QIC’s board directors at a meeting yesterday suggested a total 45% dividend to be approved by shareholders at the annual general assembly scheduled on February 17.
Qatar Insurance Company (QIC), which is a dominant player in the country’s risk cover industry, has reported a net profit of QR610mn in 2012 and is planning to tap the market to garner more than QR963mn through a rights issue.
Based on its performance, the company has suggested a total 45% dividend (25% cash bonus and 20% stock dividend) to be approved by shareholders at the annual general assembly scheduled on February 17.
This was announced after its board meeting yesterday.
After the stock bonus, the insurance company’s capital will go up to QR1.07bn.
The insurer is also increasing the capital by issuing 21.41mn new shares at QR45 (including a premium of QR35 a piece); implying that it is set to raise as much as QR963.45mn. The rights issue, whose date has not been disclosed, will come after bonus shares are issued.
After the rights issue, QIC capital will go up further to QR1.28bn.
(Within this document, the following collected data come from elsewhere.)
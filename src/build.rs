mod builder;
mod document;
mod feed;
pub mod format;
mod markdown;
mod paths;
mod render;
mod renderer;
mod source;

pub use builder::{BuildOptions, BuildResult, Builder, FeedOptions};
pub use document::{DocumentRecord, PageKind, PageMetadata};
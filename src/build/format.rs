//! Output formats.
//!
//! One site build produces one full output tree per requested format.
//! The format tag selects the construct strategy, the file extension, the
//! output subdirectory and the URL scheme used in feeds.

use std::fmt;

use super::renderer::{FormatRenderer, GemtextRenderer, HtmlRenderer};

/// An output format the site can be rendered to.
#[derive(Clone, Copy, Debug, PartialEq, Eq)]
pub enum OutputFormat {
    Html,
    Gemini,
}

impl OutputFormat {
    pub const ALL: [OutputFormat; 2] = [OutputFormat::Html, OutputFormat::Gemini];

    /// The format tag, also used as the output subdirectory name.
    pub fn tag(self) -> &'static str {
        match self {
            OutputFormat::Html => "html",
            OutputFormat::Gemini => "gemini",
        }
    }

    /// The file extension documents are written with, dot included.
    pub fn extension(self) -> &'static str {
        match self {
            OutputFormat::Html => ".html",
            OutputFormat::Gemini => ".gmi",
        }
    }

    /// Base URL for absolute page links in feeds.
    pub fn base_url(self, domain: &str) -> String {
        match self {
            OutputFormat::Html => format!("https://{domain}/"),
            OutputFormat::Gemini => format!("gemini://{domain}/"),
        }
    }

    /// The construct strategy for this format.
    pub fn renderer(self) -> &'static dyn FormatRenderer {
        match self {
            OutputFormat::Html => &HtmlRenderer,
            OutputFormat::Gemini => &GemtextRenderer,
        }
    }
}

impl fmt::Display for OutputFormat {
    fn fmt(&self, f: &mut fmt::Formatter<'_>) -> fmt::Result {
        f.write_str(self.tag())
    }
}

#[cfg(test)]
mod tests {
    use super::*;

    #[test]
    fn test_tags_and_extensions() {
        assert_eq!(OutputFormat::Html.tag(), "html");
        assert_eq!(OutputFormat::Html.extension(), ".html");
        assert_eq!(OutputFormat::Gemini.tag(), "gemini");
        assert_eq!(OutputFormat::Gemini.extension(), ".gmi");
    }

    #[test]
    fn test_base_urls() {
        assert_eq!(
            OutputFormat::Html.base_url("example.org"),
            "https://example.org/"
        );
        assert_eq!(
            OutputFormat::Gemini.base_url("example.org"),
            "gemini://example.org/"
        );
    }
}
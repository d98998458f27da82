//! Path conversion utilities.
//!
//! This module owns the suffix-rewrite rule shared by the renderers, the
//! template stage and the feed generator: a path ending in `.md` gets the
//! output format's extension, anything else passes through unchanged.

use std::path::{Path, PathBuf};

use super::format::OutputFormat;

/// Rewrite a `.md` suffix to the given extension.
///
/// Idempotent for paths that do not end in `.md` (an href already ending
/// in `.html` or `.gmi` is returned unchanged).
pub fn rewrite_md_suffix(path: &str, ext: &str) -> String {
    match path.strip_suffix(".md") {
        Some(stem) => format!("{stem}{ext}"),
        None => path.to_string(),
    }
}

/// Where a source-relative path lands inside the output tree of a format.
///
/// Documents additionally get their extension rewritten with
/// [`rewrite_md_suffix`]; static files keep their path as-is.
pub fn output_path(destination: &Path, format: OutputFormat, relative: &Path) -> PathBuf {
    destination.join(format.tag()).join(relative)
}

/// Output path for a markdown document, extension rewritten.
pub fn document_output_path(
    destination: &Path,
    format: OutputFormat,
    relative: &Path,
) -> PathBuf {
    let rewritten = rewrite_md_suffix(&relative.to_string_lossy().replace('\\', "/"), format.extension());
    destination.join(format.tag()).join(rewritten)
}

/// Site-relative path (`/...`, forward slashes) for a source-relative path.
pub fn site_path(relative: &Path) -> String {
    format!("/{}", relative.to_string_lossy().replace('\\', "/"))
}
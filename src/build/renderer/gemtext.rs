//! Gemtext (Gemini) strategy.
//!
//! Gemtext is line-oriented plain text: every construct degrades to plain
//! lines with no embedded markup. Entities are decoded to literal
//! characters at each textual-composition boundary, except inside fenced
//! code blocks which stay byte-for-byte verbatim.

use super::{CellAlignment, FormatRenderer, TableRow, decode_entities};
use crate::build::paths::rewrite_md_suffix;

const GEMINI_EXT: &str = ".gmi";

/// Gemtext strategy.
///
/// Tables have no native Gemtext syntax; the cell matrix collected through
/// the row channel is laid out as a fixed-width ASCII grid instead.
pub struct GemtextRenderer;

impl FormatRenderer for GemtextRenderer {
    fn heading(&self, text: &str, level: u8) -> String {
        format!("{} {}\n\n", "#".repeat(level as usize), decode_entities(text))
    }

    fn paragraph(&self, text: &str) -> String {
        format!("{}\n\n", decode_entities(text).trim())
    }

    fn blockquote(&self, quote: &str) -> String {
        let mut out = quote
            .lines()
            .map(|line| format!("> {}", decode_entities(line)))
            .collect::<Vec<_>>()
            .join("\n");
        out.push('\n');
        out
    }

    fn code(&self, code: &str, _lang: Option<&str>) -> String {
        // Content stays verbatim, entities included
        format!("```\n{code}\n```\n\n")
    }

    fn html(&self, raw: &str) -> String {
        // No HTML support beyond comments and line breaks; anything else
        // passes through and is accepted as lossy.
        strip_html_comments(raw).trim().replace("<br>", "\n")
    }

    fn hr(&self) -> String {
        "---".to_string()
    }

    fn list(&self, body: &str, _ordered: bool, _start: Option<u64>) -> String {
        format!("{body}\n")
    }

    fn listitem(&self, text: &str, task: bool, checked: bool) -> String {
        let text = decode_entities(text);
        let text = text.trim();
        let mut tokens = vec!["*".to_string()];
        if task {
            tokens.push(format!("[{}]", self.checkbox(checked)));
        }
        tokens.push(text.to_string());
        tokens.push("\n".to_string());
        // Navigational links occupy their own line and are not bulleted
        if text.starts_with("=> ") {
            tokens.remove(0);
        }
        tokens.join(" ")
    }

    fn checkbox(&self, checked: bool) -> String {
        if checked { "x" } else { " " }.to_string()
    }

    fn table(&self, header: &TableRow, body: &[TableRow]) -> String {
        let mut matrix: Vec<&[String]> = Vec::with_capacity(body.len() + 1);
        if !header.0.is_empty() {
            matrix.push(&header.0);
        }
        for row in body {
            matrix.push(&row.0);
        }
        format!("{}\n", ascii_grid(&matrix))
    }

    fn tablecell(&self, text: &str, _align: CellAlignment, _header: bool) -> String {
        decode_entities(text)
    }

    fn strong(&self, text: &str) -> String {
        format!("**{}**", decode_entities(text))
    }

    fn em(&self, text: &str) -> String {
        format!("*{}*", decode_entities(text))
    }

    fn codespan(&self, text: &str) -> String {
        format!("`{}`", decode_entities(text))
    }

    fn del(&self, text: &str) -> String {
        format!("~~{}~~", decode_entities(text))
    }

    fn br(&self) -> String {
        "\n".to_string()
    }

    fn link(&self, href: &str, _title: Option<&str>, text: &str) -> String {
        let href = rewrite_md_suffix(href, GEMINI_EXT);
        if text.is_empty() {
            format!("=> {href} {href}")
        } else {
            format!("=> {href} {}", decode_entities(text))
        }
    }

    fn image(&self, href: &str, _title: Option<&str>, text: &str) -> String {
        // No inline images in Gemtext; represent as a navigational line
        format!("=> {href} {}", decode_entities(text))
    }

    fn text(&self, text: &str) -> String {
        decode_entities(text)
    }
}

/// Remove `<!-- ... -->` comments. An unterminated comment is left as-is.
fn strip_html_comments(raw: &str) -> String {
    let mut out = String::with_capacity(raw.len());
    let mut rest = raw;
    while let Some(start) = rest.find("<!--") {
        out.push_str(&rest[..start]);
        match rest[start + 4..].find("-->") {
            Some(end) => rest = &rest[start + 4 + end + 3..],
            None => {
                out.push_str(&rest[start..]);
                return out;
            }
        }
    }
    out.push_str(rest);
    out
}

/// Lay out a cell matrix as a monospaced grid with `+-|` borders.
///
/// The first row is treated as the header and separated from the body by
/// an extra border line. A matrix with a single row (or none) still
/// produces a well-formed grid.
fn ascii_grid(rows: &[&[String]]) -> String {
    let columns = rows.iter().map(|row| row.len()).max().unwrap_or(0);
    if columns == 0 {
        return String::new();
    }

    let cell = |row: &[String], column: usize| -> String {
        row.get(column)
            .map(|text| text.replace('\n', " "))
            .unwrap_or_default()
    };

    let mut widths = vec![0usize; columns];
    for row in rows {
        for (i, width) in widths.iter_mut().enumerate() {
            *width = (*width).max(cell(row, i).chars().count());
        }
    }

    let mut border = String::from("+");
    for width in &widths {
        border.push_str(&"-".repeat(width + 2));
        border.push('+');
    }
    border.push('\n');

    let mut out = border.clone();
    for (index, row) in rows.iter().enumerate() {
        out.push('|');
        for (i, width) in widths.iter().enumerate() {
            let text = cell(row, i);
            out.push(' ');
            out.push_str(&text);
            out.push_str(&" ".repeat(width - text.chars().count() + 1));
            out.push('|');
        }
        out.push('\n');
        if index == 0 && rows.len() > 1 {
            out.push_str(&border);
        }
    }
    out.push_str(&border);
    out
}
The board also discussed amendment to Article (7) of the company’s Article of Association to allow the government, its organisations, institutions and associates to own more than 5% of the company shares.
The board of directors also agreed (in principle) to increase the authorised capital of the company through a special issue of shares to be allotted only to Qatar holding, a subsidiary of the Qatar Investment Authority as a strategic partner to QIC.